Pas de villes sans commerces

Un article paru dans le journal Le Monde

La commission Attali vient de relancer – et avec quelle vigueur ! – le débat sur la consommation et le commerce. Les objectifs : libérer la croissance et renforcer le pouvoir d’achat. Les moyens : suppression des marges arrière dans la grande distribution, libération de mètres carrés commerciaux, ouverture du dimanche.

Ce qui frappe dans tous ces discours, c’est une absence : celle de la ville, où pourtant la plus grande partie d’entre nous vit et travaille. Et l’évocation de futuristes « Ecopolis » ne suffira pas à nous rassurer. Or, repenser le commerce sans observer la ville d’aujourd’hui ni imaginer celle de demain, c’est courir à l’échec.

Pour les consommateurs comme pour l’avenir des villes, il faut un équilibre entre « les » commerces : grandes surfaces en périphérie des villes, petites et moyennes surfaces en centre-ville et commerces de quartier pour les besoins quotidiens. L’oublier serait dangereux pour l’emploi, la croissance et le cadre de vie.

Considérons sous cet angle l’ouverture du dimanche. Le pouvoir d’achat n’étant pas extensible, une grande part des dépenses potentielles du dimanche proviendra de reports des dépenses de la semaine. Le chiffre d’affaires global restera donc le même, mais avec des dépenses salariales supplémentaires, et donc une réduction des bénéfices pour les commerçants de quartier. La grande distribution succursaliste, elle, peut absorber ces frais.

Conclusion : la généralisation de l’ouverture le dimanche conduirait à une guerre de parts de marché entre grands distributeurs situés en périphérie et à une baisse des rendements et des marges des commerces de centre-ville. Pour résister, ceux-ci augmenteront les prix et, la concurrence étant forte, seuls certains résisteront, au détriment de la diversité à laquelle les consommateurs sont attachés.

Bilan : moins de concurrence, moins d’emplois… donc moins de pouvoir d’achat ! Si tout le monde s’accorde pour réformer la loi actuelle, tenir compte du contexte particulier des grandes surfaces d’ameublement et des zones touristiques, il faut veiller à maintenir la concurrence des lieux de consommation dans la ville.

Venons-en à la libération des mètres carrés, à la réforme d’une loi Raffarin désormais passée de mode.
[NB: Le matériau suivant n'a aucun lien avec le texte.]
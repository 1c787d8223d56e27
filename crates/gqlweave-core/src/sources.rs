//! Source discovery.
//!
//! Walks the working directory with the `ignore` crate (so `.gitignore` and
//! `.gqlweaveignore` files apply) and keeps files that match the configured
//! `sources` patterns, are not matched by `exclude`, and have a scannable
//! extension.

use std::path::Path;

use globset::{Glob, GlobSet, GlobSetBuilder};
use gqlweave_config::ConfigError;
use ignore::WalkBuilder;
use tracing::debug;

use crate::context::ExecContext;
use crate::error::Result;
use crate::paths::to_slash;
use crate::scanner::SourceDialect;

/// Custom ignore file honored during discovery.
pub const IGNORE_FILE_NAME: &str = ".gqlweaveignore";

/// Find every source file selected by the configuration.
///
/// Returns `/`-separated paths relative to the working directory, sorted.
pub fn discover_sources(ctx: &ExecContext) -> Result<Vec<String>> {
    let config = ctx.config();
    let include = build_glob_set("sources", &config.sources)?;
    let exclude = build_glob_set("exclude", &config.exclude)?;
    let root = ctx.cwd();

    let walker = WalkBuilder::new(root)
        .follow_links(false)
        .hidden(true)
        .git_ignore(true)
        .git_global(true)
        .git_exclude(true)
        .add_custom_ignore_filename(IGNORE_FILE_NAME)
        .filter_entry(|entry| entry.file_name() != "node_modules")
        .build();

    let mut sources = Vec::new();
    for entry in walker {
        let entry = match entry {
            Ok(e) => e,
            Err(e) => {
                debug!("Error walking directory: {}", e);
                continue;
            }
        };
        if !entry.file_type().is_some_and(|ft| ft.is_file()) {
            continue;
        }

        let path = entry.path();
        if SourceDialect::from_path(path).is_none() {
            continue;
        }
        let rel_path = to_slash(path.strip_prefix(root).unwrap_or(path));
        if include.is_match(&rel_path) && !exclude.is_match(&rel_path) {
            sources.push(rel_path);
        }
    }

    sources.sort();
    debug!("Discovered {} sources", sources.len());
    Ok(sources)
}

/// Normalize user-supplied paths to `/`-separated paths relative to the
/// working directory.
pub fn normalize_source_paths(ctx: &ExecContext, paths: &[impl AsRef<Path>]) -> Vec<String> {
    paths
        .iter()
        .map(|p| {
            let p = p.as_ref();
            let rel = if p.is_absolute() {
                p.strip_prefix(ctx.cwd()).unwrap_or(p)
            } else {
                p
            };
            to_slash(rel)
        })
        .collect()
}

fn build_glob_set(key: &str, patterns: &[String]) -> Result<GlobSet> {
    let mut builder = GlobSetBuilder::new();
    for pattern in patterns {
        let glob = Glob::new(pattern)
            .map_err(|e| ConfigError::invalid_value(key, format!("invalid pattern '{pattern}': {e}")))?;
        builder.add(glob);
    }
    let set = builder
        .build()
        .map_err(|e| ConfigError::invalid_value(key, e.to_string()))?;
    Ok(set)
}

#[cfg(test)]
mod tests {
    use super::*;
    use gqlweave_config::GqlConfig;
    use pretty_assertions::assert_eq;
    use tempfile::TempDir;

    fn touch(root: &Path, rel: &str) {
        let path = root.join(rel);
        std::fs::create_dir_all(path.parent().unwrap()).unwrap();
        std::fs::write(path, "").unwrap();
    }

    #[test]
    fn test_discover_applies_patterns() {
        let temp = TempDir::new().unwrap();
        for rel in [
            "src/pages/index.tsx",
            "src/lib/client.ts",
            "src/lib/types.d.ts",
            "src/dist/bundle.ts",
            "src/styles.css",
            "scripts/build.ts",
            "node_modules/pkg/src/index.ts",
        ] {
            touch(temp.path(), rel);
        }
        let ctx = ExecContext::new(temp.path(), GqlConfig::default(), "h".to_string()).unwrap();

        assert_eq!(
            discover_sources(&ctx).unwrap(),
            vec!["src/lib/client.ts", "src/pages/index.tsx"]
        );
    }

    #[test]
    fn test_custom_ignore_file() {
        let temp = TempDir::new().unwrap();
        touch(temp.path(), "src/a.ts");
        touch(temp.path(), "src/generated/b.ts");
        std::fs::write(temp.path().join(IGNORE_FILE_NAME), "src/generated/\n").unwrap();
        let ctx = ExecContext::new(temp.path(), GqlConfig::default(), "h".to_string()).unwrap();

        assert_eq!(discover_sources(&ctx).unwrap(), vec!["src/a.ts"]);
    }

    #[test]
    fn test_invalid_pattern_is_config_error() {
        let temp = TempDir::new().unwrap();
        let config = GqlConfig {
            sources: vec!["src/[".to_string()],
            ..Default::default()
        };
        let ctx = ExecContext::new(temp.path(), config, "h".to_string()).unwrap();

        assert!(matches!(
            discover_sources(&ctx),
            Err(crate::error::PipelineError::Config(
                ConfigError::InvalidValue { .. }
            ))
        ));
    }

    #[test]
    fn test_normalize_source_paths() {
        let temp = TempDir::new().unwrap();
        let ctx = ExecContext::new(temp.path(), GqlConfig::default(), "h".to_string()).unwrap();
        let paths = vec![
            temp.path().join("src/a.ts"),
            std::path::PathBuf::from("./src/b.ts"),
            std::path::PathBuf::from("src/c.tsx"),
        ];

        assert_eq!(
            normalize_source_paths(&ctx, &paths),
            vec!["src/a.ts", "src/b.ts", "src/c.tsx"]
        );
    }
}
Qu’on ne vienne pas dire que cette loi cadenasse le développement commercial et la croissance ! La France est le pays d’Europe où l’on recense le plus grand nombre de mètres carrés et de projets commerciaux ; les projets de parcs d’activités commerciales ont explosé de près de 50 % depuis 2002 ! 3,2 millions de mètres carrés ont été autorisés en 2006…

Cette loi de 1996, après deux décennies de développement commercial en grande périphérie des villes au détriment du commerce de centre-ville, visait à rééquilibrer la situation. Objectif atteint : de nombreuses PME commerciales ont réinvesti le centre des villes moyennes et grandes, les promoteurs de centres commerciaux se sont massivement intéressés à des projets de centre-ville, offrant ainsi de nouvelles surfaces pour ces PME.

Le succès récent de nombreux projets de centre-ville (place d’Armes à Valenciennes, les Allées provençales à Aix…) renforce les rues commerçantes, au profit des consommateurs. Il se fonde sur les efforts d’aménagement urbain entrepris par les maires : parkings de centre-ville, tramways, aménagements des rues et places, construction de logements modernes en ville… Le développement du commerce, de la croissance et de l’emploi se fait « avec » la ville, pas « sans » ni « contre ».

Mais ces équilibres sont fragiles. Abroger purement et simplement la loi Raffarin accélérerait le retour au déséquilibre antérieur. Certes, des évolutions sont souhaitables dans les processus d’autorisation des mètres carrés commerciaux. Mais, à l’heure du Grenelle de l’environnement, allons-nous privilégier l’étalement urbain, les déplacements automobiles et le commerce périphérique, ou allons-nous construire une ville équilibrée, avec ses extensions nécessaires, privilégiant déplacements de proximité et transports en commun urbains modernes ? Repenser le commerce, c’est s’interroger sur la ville que nous voulons léguer à nos enfants.


Michel Pazoumian est délégué général de la Fédération pour l’urbanisme et le développement du commerce spécialisé.